The present difficulty is there is little precedent available to deal with this scenario – and those which may be available cannot factor into account that the action by the US relies solely on a decision by its President which is not subject to traditional review. As the actions stem from the political environment then so will many of the responses which makes it hard to anticipate or respond to the actions (whether actual or possible)

It is also impossible to determine the attitude of politicians in countries affected by US measures and whether they will respond to the US actions or subsequent actions (and how they will respond).

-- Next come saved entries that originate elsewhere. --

//! HTTP server configuration object and helpers.

use actix_web::cookie::{Key, SameSite};
use std::net::SocketAddr;
use waterlog::domain::DayBoundary;
use waterlog::inbound::http::session_config::SessionSettings;
use waterlog::outbound::persistence::DbPool;

#[cfg(feature = "metrics")]
use actix_web_prom::PrometheusMetrics;

/// Builder-style configuration for creating the HTTP server.
pub struct ServerConfig {
    pub(crate) key: Key,
    pub(crate) cookie_secure: bool,
    pub(crate) same_site: SameSite,
    pub(crate) bind_addr: SocketAddr,
    pub(crate) day_boundary: DayBoundary,
    pub(crate) history_window_days: u32,
    pub(crate) db_pool: Option<DbPool>,
    #[cfg(feature = "metrics")]
    pub(crate) prometheus: Option<PrometheusMetrics>,
}

impl ServerConfig {
    /// Construct a configuration from validated session settings.
    ///
    /// Ledger defaults: local-midnight day boundary and a seven-day history
    /// window, with in-memory storage until a pool is attached.
    #[must_use]
    pub fn new(session: SessionSettings, bind_addr: SocketAddr) -> Self {
        let SessionSettings {
            key,
            cookie_secure,
            same_site,
        } = session;
        Self {
            key,
            cookie_secure,
            same_site,
            bind_addr,
            day_boundary: DayBoundary::default(),
            history_window_days: waterlog::domain::DEFAULT_HISTORY_WINDOW_DAYS,
            db_pool: None,
            #[cfg(feature = "metrics")]
            prometheus: None,
        }
    }

    /// Set the policy mapping instants to calendar days.
    #[must_use]
    pub fn with_day_boundary(mut self, boundary: DayBoundary) -> Self {
        self.day_boundary = boundary;
        self
    }

    /// Set the window used when `GET /water/history` omits `days`.
    #[must_use]
    pub fn with_history_window(mut self, days: u32) -> Self {
        self.history_window_days = days;
        self
    }

    /// Attach a database connection pool; Diesel adapters replace the
    /// in-memory stores.
    #[must_use]
    pub fn with_db_pool(mut self, pool: DbPool) -> Self {
        self.db_pool = Some(pool);
        self
    }

    #[cfg(feature = "metrics")]
    /// Attach Prometheus middleware to the configuration.
    #[must_use]
    pub fn with_metrics(mut self, prometheus: Option<PrometheusMetrics>) -> Self {
        self.prometheus = prometheus;
        self
    }
}
//! Prometheus adapter for ledger write outcomes.

use prometheus::{IntCounterVec, Opts, Registry};

use crate::domain::ports::{LedgerMetrics, LedgerWriteOutcome};

/// Counts ledger writes by operation and outcome.
///
/// - **Name**: `waterlog_ledger_writes_total`
/// - **Type**: Counter
/// - **Labels**: `operation` (e.g. `add_intake`), `outcome`
///   (`committed`, `committed_after_retry`, `conflict_exhausted`,
///   `store_failed`)
pub struct PrometheusLedgerMetrics {
    writes_total: IntCounterVec,
}

impl PrometheusLedgerMetrics {
    /// Create the counter and register it with `registry`.
    ///
    /// # Errors
    ///
    /// Fails when a metric with the same name is already registered.
    pub fn new(registry: &Registry) -> Result<Self, prometheus::Error> {
        let writes_total = IntCounterVec::new(
            Opts::new(
                "waterlog_ledger_writes_total",
                "Ledger writes by operation and outcome",
            ),
            &["operation", "outcome"],
        )?;
        registry.register(Box::new(writes_total.clone()))?;
        Ok(Self { writes_total })
    }
}

impl LedgerMetrics for PrometheusLedgerMetrics {
    fn record_write(&self, operation: &'static str, outcome: LedgerWriteOutcome) {
        self.writes_total
            .with_label_values(&[operation, outcome.as_str()])
            .inc();
    }
}
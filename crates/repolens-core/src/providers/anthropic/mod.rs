//! Anthropic Claude Messages API provider.
//!
//! The system prompt carries the whole project bundle, so it is sent as a
//! single cached system block. Conversation turns are not cached.

pub mod api;
mod sse;
pub(crate) mod types;

pub use api::{AnthropicClient, AnthropicConfig, DEFAULT_BASE_URL};
pub use sse::SseParser;
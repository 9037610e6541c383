//! Core module: UI-agnostic runtime.
//!
//! This module contains:
//! - `events`: Relay frames of the internal UI protocol
//! - `interrupt`: Ctrl+C wiring onto a shared cancellation token
//! - `project`: Project handles and the per-project runtime
//! - `relay`: Provider stream normalization and commit

pub mod events;
pub mod interrupt;
pub mod project;
pub mod relay;

pub use events::{FrameRx, FrameTx, RelayFrame, frame_channel};
pub use project::{ChatOutcome, ProjectHandle, ProjectRuntime};
pub use relay::{RelayOutcome, RelayState, relay};
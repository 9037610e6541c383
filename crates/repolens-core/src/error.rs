//! Error taxonomy for the context and execution runtime.
//!
//! Operations whose failure category matters to the caller return
//! `Result<T, CoreError>`. Application edges (CLI) wrap these in `anyhow`.

use std::fmt;
use std::path::Path;

use serde::{Deserialize, Serialize};

use crate::providers::{ProviderError, ProviderErrorKind};

/// Error categories, mirrored into structured output for the UI layer.
#[derive(Debug, Clone, Copy, PartialEq, Eq, Serialize, Deserialize)]
#[serde(rename_all = "snake_case")]
pub enum ErrorKind {
    InvalidInput,
    Scan,
    UpstreamApi,
    Worker,
    Restore,
    Execution,
    Io,
    Cancelled,
}

impl fmt::Display for ErrorKind {
    fn fmt(&self, f: &mut fmt::Formatter<'_>) -> fmt::Result {
        match self {
            ErrorKind::InvalidInput => write!(f, "invalid_input"),
            ErrorKind::Scan => write!(f, "scan_error"),
            ErrorKind::UpstreamApi => write!(f, "upstream_api_error"),
            ErrorKind::Worker => write!(f, "worker_error"),
            ErrorKind::Restore => write!(f, "restore_error"),
            ErrorKind::Execution => write!(f, "execution_error"),
            ErrorKind::Io => write!(f, "io_error"),
            ErrorKind::Cancelled => write!(f, "cancelled"),
        }
    }
}

/// Structured runtime error.
#[derive(Debug)]
pub enum CoreError {
    /// Missing or malformed project handle / settings. Raised before any I/O.
    InvalidInput(String),
    /// Unreadable directory during traversal. Aborts that scan only.
    Scan { path: String, message: String },
    /// Non-2xx (or mid-stream error) from a provider. `status` is 0 for
    /// errors reported inside an otherwise successful stream.
    UpstreamApi { status: u16, body: String },
    /// Backup worker failure.
    Worker(String),
    /// Failure during restore.
    Restore(String),
    /// Spawn failure for a single command.
    Execution { command: String, message: String },
    /// Unexpected filesystem failure.
    Io { path: String, source: std::io::Error },
    /// The operation was aborted by its cancellation token.
    Cancelled,
}

impl CoreError {
    pub fn kind(&self) -> ErrorKind {
        match self {
            CoreError::InvalidInput(_) => ErrorKind::InvalidInput,
            CoreError::Scan { .. } => ErrorKind::Scan,
            CoreError::UpstreamApi { .. } => ErrorKind::UpstreamApi,
            CoreError::Worker(_) => ErrorKind::Worker,
            CoreError::Restore(_) => ErrorKind::Restore,
            CoreError::Execution { .. } => ErrorKind::Execution,
            CoreError::Io { .. } => ErrorKind::Io,
            CoreError::Cancelled => ErrorKind::Cancelled,
        }
    }

    pub fn invalid_input(message: impl Into<String>) -> Self {
        CoreError::InvalidInput(message.into())
    }

    pub fn io(path: &Path, source: std::io::Error) -> Self {
        CoreError::Io {
            path: path.display().to_string(),
            source,
        }
    }

    pub fn scan(path: &Path, message: impl Into<String>) -> Self {
        CoreError::Scan {
            path: path.display().to_string(),
            message: message.into(),
        }
    }
}

impl fmt::Display for CoreError {
    fn fmt(&self, f: &mut fmt::Formatter<'_>) -> fmt::Result {
        match self {
            CoreError::InvalidInput(message) => write!(f, "Invalid input: {message}"),
            CoreError::Scan { path, message } => {
                write!(f, "Failed to scan {path}: {message}")
            }
            CoreError::UpstreamApi { status, body } if *status == 0 => {
                write!(f, "Upstream API error: {body}")
            }
            CoreError::UpstreamApi { status, body } => {
                write!(f, "Upstream API error (HTTP {status}): {body}")
            }
            CoreError::Worker(message) => write!(f, "Backup worker failed: {message}"),
            CoreError::Restore(message) => write!(f, "Restore failed: {message}"),
            CoreError::Execution { command, message } => {
                write!(f, "Error executing command \"{command}\": {message}")
            }
            CoreError::Io { path, source } => write!(f, "I/O error at {path}: {source}"),
            CoreError::Cancelled => write!(f, "Cancelled"),
        }
    }
}

impl std::error::Error for CoreError {
    fn source(&self) -> Option<&(dyn std::error::Error + 'static)> {
        match self {
            CoreError::Io { source, .. } => Some(source),
            _ => None,
        }
    }
}

impl From<ProviderError> for CoreError {
    fn from(err: ProviderError) -> Self {
        match err.kind {
            ProviderErrorKind::HttpStatus => CoreError::UpstreamApi {
                status: err.status.unwrap_or(0),
                body: err.details.unwrap_or(err.message),
            },
            ProviderErrorKind::Timeout
            | ProviderErrorKind::Parse
            | ProviderErrorKind::ApiError
            | ProviderErrorKind::Config => CoreError::UpstreamApi {
                status: err.status.unwrap_or(0),
                body: err.message,
            },
        }
    }
}

/// Result alias for runtime operations.
pub type CoreResult<T> = std::result::Result<T, CoreError>;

However what can be done can be summarised as follows:

• Pay careful attention to the reports of measures which have actually been imposed including details of what goods are affected and in what circumstances especially if representing Australian exporters dealing in goods which may be subject to measures;
• Maintain a ‘watching brief’ on developments as they arise and advise colleagues and clients as to what could be the possible effects – so parties do not commit to actions which could adversely affect them or are able to avoid new measures;
• Be aware of new “deals” and “offers” which could arise on steel and aluminium from new sources or even from existing sources. These could be subject to ‘anti – circumvention’ actions or other enforcement by the ABF based on the origin of the goods not being as may appear;
• Continue to take care with due diligence on the origin on products. In a number of recent cases, the ABF has been prepared to disregard certificates of origin and find that the origin of goods is from countries subject to measures;
• Remain aware of the changing nature of new AD and subsidy investigations in Australia and proposed changes to the local regime. Both the Food and Beverages Importers Association and CBFCA are members of government consultative bodies considering changes to the regime and reports of developments give members the benefit of early notice of changes including the ability to make submission on the changes;
• Recognise that Australia is only a relatively small part of a much broader world economy and that developments overseas could have a “knock on” effect here. As a result, the apparently random and distant events in overseas markets could have an impact in our jurisdiction – which supports maintaining an “early warning system”.

Of course, whatever is the case, if pain persists, consult your friendly neighbourhood trade lawyer who has connections and contacts with other trade lawyers around the world.